3. The Director of the Department of Insurance has the authority to suspend or revoke
an agent's license if the agent has "wilfully deceived or dealt unjustly with the citizens of this State."
S.C. Code Ann. § 38-43-130 (Supp. 1997). The words "deceived or dealt unjustly with the citizens
of this State" include failing to transmit promptly or pay all or a portion of the amount of an
insurance premium when the agent has received payment from a customer or insured. S.C. Code
Ann. § 38-43-130(3) (Supp. 1997).
4. The term "wilful" is often defined as "proceeding from a conscious motion of the
will; voluntary; knowingly; deliberate. Intending the result which actually comes to pass; designed;
intentional; purposeful; not accidental or involuntary." Black's Law Dictionary 1103 (6th ed. 1990).
An act or omission is "willfully" done, if done voluntarily and intentionally and with the specific
intent to do something the law forbids. Id.

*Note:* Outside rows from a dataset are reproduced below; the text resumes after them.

//! Bundle loading
//!
//! A bundle is a zip archive holding at least one non-empty executable
//! payload (`*.dex`) and a `patches.json` catalog. Any structural problem is
//! reported as [`BundleError::CorruptBundle`].

use crate::catalog::{Catalog, CatalogOperation, CatalogPatch, CATALOG_ENTRY, PAYLOAD_EXTENSION};
use crate::error::BundleError;
use crate::patch::{Operation, Patch};
use crate::selection::{PatchOptions, PatchSelection};
use indexmap::IndexMap;
use serde::{Deserialize, Serialize};
use std::collections::HashSet;
use std::fs::File;
use std::io::{BufReader, Read};
use std::path::{Path, PathBuf};
use std::sync::Arc;
use zip::ZipArchive;

type Archive = ZipArchive<BufReader<File>>;

/// A configured bundle
#[derive(Debug, Clone, PartialEq, Eq, Serialize, Deserialize)]
pub struct BundleSource {
    /// Caller-chosen id, used by selections and options
    pub id: String,
    /// Bundle archive
    pub path: PathBuf,
}

impl BundleSource {
    /// Create a bundle source
    #[inline]
    #[must_use]
    pub fn new(id: impl Into<String>, path: impl Into<PathBuf>) -> Self {
        Self {
            id: id.into(),
            path: path.into(),
        }
    }
}

/// Load every patch of a single bundle
///
/// # Errors
/// [`BundleError::CorruptBundle`] when the archive is unreadable, a payload is
/// missing or empty, the catalog is malformed, or loading yields anything
/// other than exactly one payload group.
pub fn load_bundle(path: &Path) -> Result<Vec<Patch>, BundleError> {
    let mut groups = load_groups(&[path])?;
    if groups.len() != 1 {
        return Err(BundleError::corrupt(
            path,
            format!("unexpected bundle load result ({} payload groups)", groups.len()),
        ));
    }
    let (_, patches) = groups
        .pop()
        .ok_or_else(|| BundleError::corrupt(path, "unexpected bundle load result"))?;
    Ok(patches)
}

/// Load payload groups keyed by source file
///
/// A bundle whose catalog declares no patches yields no group.
///
/// # Errors
/// [`BundleError::CorruptBundle`] for the first invalid bundle.
pub fn load_groups(paths: &[&Path]) -> Result<IndexMap<PathBuf, Vec<Patch>>, BundleError> {
    let mut groups = IndexMap::new();
    for path in paths {
        if let Some(patches) = read_group(path)? {
            groups.insert(path.to_path_buf(), patches);
        }
    }
    Ok(groups)
}

/// Load `bundles` and keep, per bundle id, the patches compatible with `package`
///
/// # Errors
/// The first bundle that fails to load.
pub fn patches(bundles: &[BundleSource], package: &str) -> Result<IndexMap<String, Vec<Patch>>, BundleError> {
    let mut by_bundle = IndexMap::new();
    for bundle in bundles {
        let compatible: Vec<Patch> = load_bundle(&bundle.path)?
            .into_iter()
            .filter(|patch| patch.is_compatible_with(package))
            .collect();
        tracing::debug!("Bundle {}: {} patches compatible with {}", bundle.id, compatible.len(), package);
        by_bundle.insert(bundle.id.clone(), compatible);
    }
    Ok(by_bundle)
}

/// Resolve a selection into the ordered patch list, applying option values
///
/// Bundles keep their configured order; patches keep catalog order.
///
/// # Errors
/// - [`BundleError::UnknownBundle`] for a selection or option naming an unloaded bundle
/// - [`BundleError::UnknownPatch`] for a name the bundle does not provide
/// - [`BundleError::UnknownOption`] for an undeclared option key
pub fn resolve_selection(
    loaded: IndexMap<String, Vec<Patch>>,
    selection: &PatchSelection,
    options: &PatchOptions,
) -> Result<Vec<Patch>, BundleError> {
    for bundle in selection.bundle_ids() {
        let Some(available) = loaded.get(bundle) else {
            return Err(BundleError::UnknownBundle(bundle.to_string()));
        };
        if let Some(names) = selection.for_bundle(bundle) {
            for name in names {
                if !available.iter().any(|patch| patch.name() == name.as_str()) {
                    return Err(BundleError::UnknownPatch {
                        bundle: bundle.to_string(),
                        name: name.clone(),
                    });
                }
            }
        }
    }

    let mut resolved = Vec::new();
    for (bundle, patches) in loaded {
        let Some(names) = selection.for_bundle(&bundle) else {
            continue;
        };
        let bundle_options = options.for_bundle(&bundle);
        if let Some(bundle_options) = bundle_options {
            for patch in bundle_options.keys() {
                if !patches.iter().any(|candidate| candidate.name() == patch.as_str()) {
                    return Err(BundleError::UnknownPatch {
                        bundle: bundle.clone(),
                        name: patch.clone(),
                    });
                }
            }
        }

        for mut patch in patches {
            if !names.contains(patch.name()) {
                continue;
            }
            if let Some(values) = bundle_options.and_then(|opts| opts.get(patch.name())) {
                for (key, value) in values {
                    patch.set_option(key, value.clone())?;
                }
            }
            resolved.push(patch);
        }
    }
    Ok(resolved)
}

fn read_group(path: &Path) -> Result<Option<Vec<Patch>>, BundleError> {
    let file = File::open(path).map_err(|err| BundleError::corrupt(path, format!("cannot open: {err}")))?;
    let mut archive = ZipArchive::new(BufReader::new(file))
        .map_err(|err| BundleError::corrupt(path, format!("not a readable archive: {err}")))?;

    validate_payloads(path, &mut archive)?;
    let catalog = read_catalog(path, &mut archive)?;
    if catalog.patches.is_empty() {
        tracing::warn!("Bundle {} declares no patches", path.display());
        return Ok(None);
    }

    let mut seen = HashSet::new();
    let mut patches = Vec::with_capacity(catalog.patches.len());
    for entry in catalog.patches {
        if !seen.insert(entry.name.clone()) {
            return Err(BundleError::corrupt(path, format!("duplicate patch name \"{}\"", entry.name)));
        }
        patches.push(build_patch(path, &mut archive, entry)?);
    }
    tracing::info!("Loaded {} patches from {}", patches.len(), path.display());
    Ok(Some(patches))
}

fn validate_payloads(path: &Path, archive: &mut Archive) -> Result<(), BundleError> {
    let mut payloads = 0usize;
    for index in 0..archive.len() {
        let entry = archive
            .by_index(index)
            .map_err(|err| BundleError::corrupt(path, format!("unreadable entry #{index}: {err}")))?;
        if entry.is_dir() || !entry.name().to_ascii_lowercase().ends_with(PAYLOAD_EXTENSION) {
            continue;
        }
        if entry.size() == 0 {
            return Err(BundleError::corrupt(path, format!("payload {} is empty", entry.name())));
        }
        payloads += 1;
    }
    if payloads == 0 {
        return Err(BundleError::corrupt(path, "no executable payload entries"));
    }
    Ok(())
}

fn read_catalog(path: &Path, archive: &mut Archive) -> Result<Catalog, BundleError> {
    let mut entry = archive
        .by_name(CATALOG_ENTRY)
        .map_err(|_| BundleError::corrupt(path, format!("missing {CATALOG_ENTRY}")))?;
    let mut text = String::new();
    entry
        .read_to_string(&mut text)
        .map_err(|err| BundleError::corrupt(path, format!("cannot read {CATALOG_ENTRY}: {err}")))?;
    serde_json::from_str(&text)
        .map_err(|err| BundleError::corrupt(path, format!("malformed {CATALOG_ENTRY}: {err}")))
}

fn read_payload(path: &Path, archive: &mut Archive, name: &str) -> Result<Vec<u8>, BundleError> {
    let mut entry = archive
        .by_name(name)
        .map_err(|_| BundleError::corrupt(path, format!("missing payload {name}")))?;
    let mut data = Vec::new();
    entry
        .read_to_end(&mut data)
        .map_err(|err| BundleError::corrupt(path, format!("cannot read payload {name}: {err}")))?;
    Ok(data)
}

fn build_patch(path: &Path, archive: &mut Archive, entry: CatalogPatch) -> Result<Patch, BundleError> {
    let name = entry.name.clone();
    let mut patch = Patch::new(entry.name)
        .with_description(entry.description)
        .with_use_by_default(entry.use_by_default)
        .with_compatible_packages(entry.compatible_packages);
    for option in entry.options {
        patch = patch.with_option(option);
    }

    for operation in entry.operations {
        let operation = match operation {
            CatalogOperation::ReplaceText { entry, find, replace } => Operation::ReplaceText { entry, find, replace },
            CatalogOperation::ReplaceHex { entry, find, replace } => {
                let decode = |field: &str, text: &str| {
                    hex::decode(text).map_err(|err| {
                        BundleError::corrupt(path, format!("{name}: invalid hex in {field} of {entry}: {err}"))
                    })
                };
                Operation::ReplaceBytes {
                    find: decode("find", &find)?,
                    replace: decode("replace", &replace)?,
                    entry,
                }
            }
            CatalogOperation::PutText { entry, content } => Operation::PutText { entry, content },
            CatalogOperation::WriteEntry { entry, payload } => Operation::WriteEntry {
                data: Arc::new(read_payload(path, archive, &payload)?),
                entry,
            },
            CatalogOperation::RemoveEntry { entry } => Operation::RemoveEntry { entry },
        };
        patch = patch.with_operation(operation);
    }
    Ok(patch)
}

5. The burden of proof is on DOI to demonstrate that Respondent wilfully deceived or
dealt unjustly with the citizens of this State by failing to transmit promptly or pay premiums
collected from a customer. See 2 Am.Jur.2d Administrative Law § 360 (1994) (generally, the burden
of proof is on the party asserting the affirmative in an adjudicatory administrative proceeding);
Converse Power Corp. v. South Carolina Dep't of Health and Envt'l Control, 98-ALJ-07-0032-CC
(June 15, 1998).
6. The trier of fact must weigh and pass upon the credibility of evidence presented. See
S.C. Cable Television Ass'n v. Southern Bell Tel. and Tel. Co., 308 S.C. 216, 417 S.E.2d 586
(1992). The trial judge who observes a witness is in the best position to judge the witness's
demeanor and veracity and evaluate his testimony. See, e.g., McAlister v. Patterson, 278 S.C. 481,
299 S.E.2d 322 (1982).
7. Acting as the fact-finder, it is the prerogative of the administrative law judge "to
impose the appropriate penalty based on the facts presented." Walker v. South Carolina ABC
Comm'n, 305 S.C. 209, 211 S.E.2d 633, 634 (1991).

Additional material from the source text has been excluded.